One of the more troublesome problems is building the bitmaps is
difficult from a streaming processor like index-pack. You need the
reachability graph for all objects, which is not currently produced
when moving data over the wire. We do an fsck after-the-fact to verify
we didn't get corrupt data, but this is optional and currently after
the pack is stored. We need to refactor this code to run earlier to
get the bitmap built. If we take Peff's idea and put the bitmap data
into a new stream rather than the pack-*.idx file we can produce the
bitmap at the same time as the fsck check, which is probably a simpler
change.

>>> We could have one leaf bitmap per pack to mark all leaves where
>>> we'll need to traverse outside the pack. Commit leaves are the best as
>>> we can potentially reuse commit bitmaps from other packs. Tree leaves
>>> will be followed in the normal/slow way.
>>
>> Yes, Colby proposed the same idea.
>>
>> We cannot make a "leaf bitmap per pack". The leaf SHA-1s are not in
>> the pack and therefore cannot have a bit assigned to them.
>
> We could mark all objects _in_ the pack that lead to an external
> object. That's what I meant by leaves. We need to parse the leaves to
> find out actual SHA-1s that are outside the pack.

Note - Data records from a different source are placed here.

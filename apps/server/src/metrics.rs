//! Prometheus metrics for the property API

use lazy_static::lazy_static;
use prometheus::{
    register_histogram_vec, register_int_counter_vec, register_int_gauge, register_int_gauge_vec,
    HistogramVec, IntCounterVec, IntGauge, IntGaugeVec,
};
use std::time::Instant;

lazy_static! {
    // HTTP Request Metrics

    /// Total HTTP requests by method, path, and status
    pub static ref HTTP_REQUESTS_TOTAL: IntCounterVec = register_int_counter_vec!(
        "heya_http_requests_total",
        "Total number of HTTP requests",
        &["method", "path", "status"]
    )
    .expect("Failed to register HTTP_REQUESTS_TOTAL");

    /// HTTP request duration in seconds
    pub static ref HTTP_REQUEST_DURATION_SECONDS: HistogramVec = register_histogram_vec!(
        "heya_http_request_duration_seconds",
        "HTTP request duration in seconds",
        &["method", "path"],
        vec![0.001, 0.005, 0.01, 0.025, 0.05, 0.1, 0.25, 0.5, 1.0, 2.5, 5.0, 10.0]
    )
    .expect("Failed to register HTTP_REQUEST_DURATION_SECONDS");

    pub static ref HTTP_REQUESTS_IN_FLIGHT: IntGaugeVec = register_int_gauge_vec!(
        "heya_http_requests_in_flight",
        "Number of HTTP requests currently being processed",
        &["method", "path"]
    )
    .expect("Failed to register HTTP_REQUESTS_IN_FLIGHT");

    pub static ref HTTP_RESPONSE_SIZE_BYTES: HistogramVec = register_histogram_vec!(
        "heya_http_response_size_bytes",
        "HTTP response size in bytes",
        &["method", "path", "status"],
        vec![100.0, 1_000.0, 10_000.0, 100_000.0, 1_000_000.0]
    )
    .expect("Failed to register HTTP_RESPONSE_SIZE_BYTES");

    // Property Operation Metrics

    /// Property operations (search, detail) by outcome
    pub static ref PROPERTY_OPERATIONS_TOTAL: IntCounterVec = register_int_counter_vec!(
        "heya_property_operations_total",
        "Total number of property operations",
        &["operation", "status"]
    )
    .expect("Failed to register PROPERTY_OPERATIONS_TOTAL");

    pub static ref PROPERTY_OPERATION_DURATION_SECONDS: HistogramVec = register_histogram_vec!(
        "heya_property_operation_duration_seconds",
        "Property operation duration in seconds",
        &["operation"],
        vec![0.001, 0.005, 0.01, 0.025, 0.05, 0.1, 0.25, 0.5, 1.0, 2.5, 5.0, 10.0]
    )
    .expect("Failed to register PROPERTY_OPERATION_DURATION_SECONDS");

    /// Properties returned per search page
    pub static ref PROPERTY_SEARCH_RESULTS: HistogramVec = register_histogram_vec!(
        "heya_property_search_results",
        "Number of properties returned by a search page",
        &["sort_by"],
        vec![0.0, 1.0, 5.0, 10.0, 20.0, 50.0, 100.0]
    )
    .expect("Failed to register PROPERTY_SEARCH_RESULTS");

    // Database Metrics

    /// Database query duration by query kind
    pub static ref DB_QUERY_DURATION_SECONDS: HistogramVec = register_histogram_vec!(
        "heya_db_query_duration_seconds",
        "Database query duration in seconds",
        &["query_type"],
        vec![0.0001, 0.0005, 0.001, 0.005, 0.01, 0.05, 0.1, 0.5, 1.0, 5.0, 10.0]
    )
    .expect("Failed to register DB_QUERY_DURATION_SECONDS");

    pub static ref DB_QUERY_ERRORS_TOTAL: IntCounterVec = register_int_counter_vec!(
        "heya_db_query_errors_total",
        "Total number of database query errors",
        &["query_type"]
    )
    .expect("Failed to register DB_QUERY_ERRORS_TOTAL");

    pub static ref DB_CONNECTIONS_ACTIVE: IntGauge = register_int_gauge!(
        "heya_db_connections_active",
        "Number of active database connections"
    )
    .expect("Failed to register DB_CONNECTIONS_ACTIVE");

    pub static ref DB_CONNECTIONS_IDLE: IntGauge = register_int_gauge!(
        "heya_db_connections_idle",
        "Number of idle database connections"
    )
    .expect("Failed to register DB_CONNECTIONS_IDLE");
}

/// Times one database round trip and records it under `query_type`.
pub struct QueryTimer {
    query_type: &'static str,
    started: Instant,
}

impl QueryTimer {
    pub fn start(query_type: &'static str) -> Self {
        Self {
            query_type,
            started: Instant::now(),
        }
    }

    /// Record the duration, and an error count when the query failed.
    pub fn finish<T, E>(self, result: &std::result::Result<T, E>) {
        DB_QUERY_DURATION_SECONDS
            .with_label_values(&[self.query_type])
            .observe(self.started.elapsed().as_secs_f64());
        if result.is_err() {
            DB_QUERY_ERRORS_TOTAL
                .with_label_values(&[self.query_type])
                .inc();
        }
    }
}

/// Helper to sanitize path for metrics labels (numeric ids become `{id}`)
pub fn sanitize_path(path: &str) -> String {
    let path = path.split('?').next().unwrap_or(path);
    if path.is_empty() || path == "/" {
        return "/".to_string();
    }

    path.split('/')
        .map(|segment| {
            if !segment.is_empty() && segment.chars().all(|c| c.is_ascii_digit()) {
                "{id}"
            } else {
                segment
            }
        })
        .collect::<Vec<_>>()
        .join("/")
}

/// Operation label for a property route, if the path is one.
pub fn extract_operation(method: &str, path: &str) -> Option<&'static str> {
    if method != "GET" {
        return None;
    }
    let rest = path.strip_prefix("/api/properties")?;
    match rest.trim_end_matches('/') {
        "" => Some("search"),
        rest => rest
            .strip_prefix('/')
            .filter(|id| !id.contains('/'))
            .map(|_| "detail"),
    }
}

OK, yes, I was being pretty stupid. Of course we could mark the
objects _in_ the pack as leaves and parse the leaves when we need to
find the external pointers.

> Or we could go with
> your approach below too.

I actually think my approach may be better. The root tree of a leaf
commit would need to be scanned every time to identify trees that are
reachable from this leaf commit, but are not reachable in the ancestry
of the leaf's parents. This turns out to be rather expensive to
compute every time a server or an fsck algorithm considers the partial
pack. Its also somewhat uncommon for such an object to exist, it has
to happen by an unrelated side branch introducing the same object and
the creator of the pack seeing that object already exist and not
including it in the pack.

Defining the pack's "edge" as a list of SHA-1s not in this pack but
known to be required allows us to compute that leaf root tree
reachability once, and never consider parsing it again. Which saves
servers that host frequently accessed Git repositories but aren't
repacking all of the time. (FWIW we repack frequently, I hear GitHub
does too, because a fully repacked repository serves clients better
than a partially packed one.)

>> We could
>> add a new section that listed the unique leaf SHA-1s in their own
>> private table, and then assigned per bitmap a leaf bitmap that set to
>> 1 for any leaf object that is outside of the pack.
>
>> One of the problems we have seen with these non-closed packs is they
>> waste an incredible amount of disk. As an example, do a `git fetch`
>> from Linus tree when you are more than a few weeks behind. You will
>> get back more than 100 objects, so the thin pack will be saved and
>> completed with additional base objects. That thin pack will go from a
>> few MiBs to more than 40 MiB of data on disk, thanks to the redundant
>> base objects being appended to the end of the pack. For most uses
>> these packs are best eliminated and replaced with a new complete
>> closure pack. The redundant base objects disappear, and Git stops
>> wasting a huge amount of disk.
>
> That's probably a different problem. I appreciate disk savings but I
> would not want to wait a few more minutes for repack on every
> git-fetch. But if this bitmap thing makes repack much faster than
> currently, repacking after every git-fetch may become practical.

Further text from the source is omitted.